Tuning parameter 'splitrule' was held constant at a value of
 gini
Tuning parameter 'min.node.size' was held constant at a
 value of 10
ROC was used to select the optimal model using the largest value.
The final values used for the model were mtry = 4, splitrule =
 gini and min.node.size = 10.

The rpart2 method within the caret package allows for the tuning for the maximum depth of the tree.

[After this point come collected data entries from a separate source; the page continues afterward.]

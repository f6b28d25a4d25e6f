//! Time coverage: merging declared slots and testing whether an interval is
//! fully inside declared free time.
//!
//! Sorts slots by start, merges overlapping or touching ranges in one pass,
//! then answers containment against the merged set. A target that spans a gap
//! between two merged ranges is not covered.

use crate::slot::TimeSlot;

/// What a declaration (or a stored record) makes free on a single day.
#[derive(Debug, Clone, PartialEq, Eq)]
pub enum Coverage {
    /// The whole day is free; every target is covered.
    FullDay,
    /// Merged, sorted, disjoint free ranges.
    Slots(Vec<TimeSlot>),
}

impl Coverage {
    /// Build coverage from a full-day flag and raw (unmerged) slots.
    pub fn new(is_full_day: bool, slots: &[TimeSlot]) -> Self {
        if is_full_day {
            Coverage::FullDay
        } else {
            Coverage::Slots(merge_slots(slots))
        }
    }

    pub fn covers(&self, target: &TimeSlot) -> bool {
        match self {
            Coverage::FullDay => true,
            Coverage::Slots(merged) => is_fully_covered(target, merged),
        }
    }

    /// The free ranges as slots; a full day is `00:00-24:00`.
    pub fn ranges(&self) -> Vec<TimeSlot> {
        match self {
            Coverage::FullDay => vec![TimeSlot::whole_day()],
            Coverage::Slots(merged) => merged.clone(),
        }
    }
}

/// Merge overlapping or touching slots into a minimal sorted cover.
///
/// A slot joins the running range when its start is at or before the running
/// end. Merging an already-merged list returns it unchanged.
pub fn merge_slots(slots: &[TimeSlot]) -> Vec<TimeSlot> {
    let mut sorted: Vec<TimeSlot> = slots.to_vec();
    if sorted.is_empty() {
        return sorted;
    }

    sorted.sort_by_key(|s| (s.start(), s.end()));

    let mut merged: Vec<(u16, u16)> = Vec::with_capacity(sorted.len());
    for slot in sorted {
        if let Some(last) = merged.last_mut() {
            if slot.start() <= last.1 {
                last.1 = last.1.max(slot.end());
                continue;
            }
        }
        merged.push((slot.start(), slot.end()));
    }

    merged
        .into_iter()
        .filter_map(|(start, end)| TimeSlot::new(start, end).ok())
        .collect()
}

/// True iff a single merged range contains the whole target.
///
/// `merged` must come from [`merge_slots`]; unmerged input under-reports
/// coverage for targets that span touching slots.
pub fn is_fully_covered(target: &TimeSlot, merged: &[TimeSlot]) -> bool {
    merged.iter().any(|range| range.contains(target))
}

/// Gaps inside `window` not occupied by any of `busy`.
///
/// Busy ranges may overlap; they are clipped to the window and merged first.
pub fn free_gaps(window: &TimeSlot, busy: &[TimeSlot]) -> Vec<TimeSlot> {
    let clipped: Vec<TimeSlot> = busy
        .iter()
        .filter(|b| b.overlaps(window))
        .filter_map(|b| {
            TimeSlot::new(b.start().max(window.start()), b.end().min(window.end())).ok()
        })
        .collect();
    let merged = merge_slots(&clipped);

    let mut gaps = Vec::new();
    let mut cursor = window.start();

    for range in &merged {
        if cursor < range.start() {
            if let Ok(gap) = TimeSlot::new(cursor, range.start()) {
                gaps.push(gap);
            }
        }
        cursor = cursor.max(range.end());
    }

    // Trailing gap after the last busy range.
    if cursor < window.end() {
        if let Ok(gap) = TimeSlot::new(cursor, window.end()) {
            gaps.push(gap);
        }
    }

    gaps
}
//! Recurrence expansion: turns a declaration into concrete calendar dates.
//!
//! Weekly patterns go through the `rrule` crate as an RFC 5545
//! `FREQ=WEEKLY;BYDAY=..;UNTIL=..` rule anchored at midnight UTC. Only the
//! calendar date of each instance is kept; time-of-day lives in the slots.

use chrono::{Datelike, Days, NaiveDate, Weekday};
use rrule::RRuleSet;
use tracing::debug;

use crate::declaration::{validate_recurrence, AvailabilityDeclaration, Recurrence};
use crate::error::{EngineError, Result};

/// Implicit ceiling for open-ended weekly declarations: `start + 365 days`.
pub const DEFAULT_HORIZON_DAYS: u32 = 365;

/// Longest weekly range, in days inclusive of both ends, that one expansion
/// covers. Seven weekdays over this span is the most instances `rrule` returns.
pub const MAX_SPAN_DAYS: i64 = u16::MAX as i64;

/// Largest horizon whose open-ended range still fits in [`MAX_SPAN_DAYS`].
pub const MAX_HORIZON_DAYS: u32 = u16::MAX as u32 - 1;

/// Expand a declaration into ascending, de-duplicated dates using the
/// default one-year horizon for open-ended weekly patterns.
///
/// # Errors
/// Returns `EngineError::InvalidDeclaration` if a weekly declaration has no
/// weekdays, the end date precedes the start date, or the range spans more
/// than [`MAX_SPAN_DAYS`].
pub fn expand_dates(decl: &AvailabilityDeclaration) -> Result<Vec<NaiveDate>> {
    expand_dates_with_horizon(decl, DEFAULT_HORIZON_DAYS)
}

/// Expand a declaration, bounding open-ended weekly patterns at
/// `start + horizon_days`.
///
/// The same input always yields the same dates, so callers may re-run the
/// expansion between conflict review and commit.
pub fn expand_dates_with_horizon(
    decl: &AvailabilityDeclaration,
    horizon_days: u32,
) -> Result<Vec<NaiveDate>> {
    validate_recurrence(decl)?;

    match decl.recurrence {
        Recurrence::OneTime => Ok(vec![decl.start_date]),
        Recurrence::Weekly => {
            let start = decl.start_date;
            let until = match decl.end_date {
                Some(end) => end,
                None => start
                    .checked_add_days(Days::new(u64::from(horizon_days)))
                    .ok_or_else(|| {
                        EngineError::InvalidDeclaration(format!(
                            "horizon of {} days from {} is out of range",
                            horizon_days, start
                        ))
                    })?,
            };
            let dates = expand_weekly(start, until, decl)?;
            debug!(
                "Expanded weekly declaration {}..{} into {} dates",
                start,
                until,
                dates.len()
            );
            Ok(dates)
        }
    }
}

fn expand_weekly(
    start: NaiveDate,
    until: NaiveDate,
    decl: &AvailabilityDeclaration,
) -> Result<Vec<NaiveDate>> {
    // Emit BYDAY in a fixed Monday-first order so the rule text is stable.
    let byday: Vec<&str> = WEEK
        .iter()
        .filter(|day| decl.days_of_week.contains(day))
        .map(|day| ical_day(*day))
        .collect();

    // DTSTART is UTC here, so UNTIL must carry the trailing "Z".
    let rule_text = format!(
        "DTSTART;TZID=UTC:{}T000000\nRRULE:FREQ=WEEKLY;BYDAY={};UNTIL={}T000000Z",
        start.format("%Y%m%d"),
        byday.join(","),
        until.format("%Y%m%d"),
    );

    let rrule_set: RRuleSet = rule_text
        .parse()
        .map_err(|e| EngineError::InvalidDeclaration(format!("{}", e)))?;

    // One instance per day is the most a weekly rule can produce.
    let span_days = (until - start).num_days() + 1;
    let limit = u16::try_from(span_days).map_err(|_| {
        EngineError::InvalidDeclaration(format!(
            "weekly range {}..{} spans {} days, at most {} allowed",
            start, until, span_days, MAX_SPAN_DAYS
        ))
    })?;

    let mut dates: Vec<NaiveDate> = rrule_set
        .all(limit)
        .dates
        .into_iter()
        .map(|dt| dt.date_naive())
        .filter(|date| {
            *date >= start && *date <= until && decl.days_of_week.contains(&date.weekday())
        })
        .collect();

    dates.sort();
    dates.dedup();
    Ok(dates)
}

const WEEK: [Weekday; 7] = [
    Weekday::Mon,
    Weekday::Tue,
    Weekday::Wed,
    Weekday::Thu,
    Weekday::Fri,
    Weekday::Sat,
    Weekday::Sun,
];

fn ical_day(day: Weekday) -> &'static str {
    match day {
        Weekday::Mon => "MO",
        Weekday::Tue => "TU",
        Weekday::Wed => "WE",
        Weekday::Thu => "TH",
        Weekday::Fri => "FR",
        Weekday::Sat => "SA",
        Weekday::Sun => "SU",
    }
}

This tuning variable can help to limit the decsion tree model from growing too deep which might cause over-fitting.

#Decision Tree
set.seed(123)

depth = 5 #User-defined maximum depth of decision tree

dt_grid<- expand.grid(maxdepth = depth)

model_dt <- train(VACC_H1N1_F~., 
                  data=data_train, 
                  trControl = fitControl, 
                  method = "rpart2",
                  metric = "ROC",
                  tuneGrid = dt_grid
                  )

model_dt

CART 

31606 samples
   23 predictor
    2 classes: 'No', 'Yes' 

No pre-processing
Resampling: Cross-Validated (5 fold) 
Summary of sample sizes: 25285, 25285, 25284, 25285, 25285 
Resampling results:

  ROC        Sens       Spec     
  0.7841742  0.9484104  0.4137741

Tuning parameter 'maxdepth' was held constant at a value of 5

The principle behind K-Nearest Neighbor(KNN) algorithm is to find K predefined number of training samples that are closest in the distance to a new point & predict a label for our new point using these samples. For classification the KNN method starts by identifying the k most similar training observations (i.e. neighbors) to the new observation, and then assigns the observation to the class containing the majority of its neighbors.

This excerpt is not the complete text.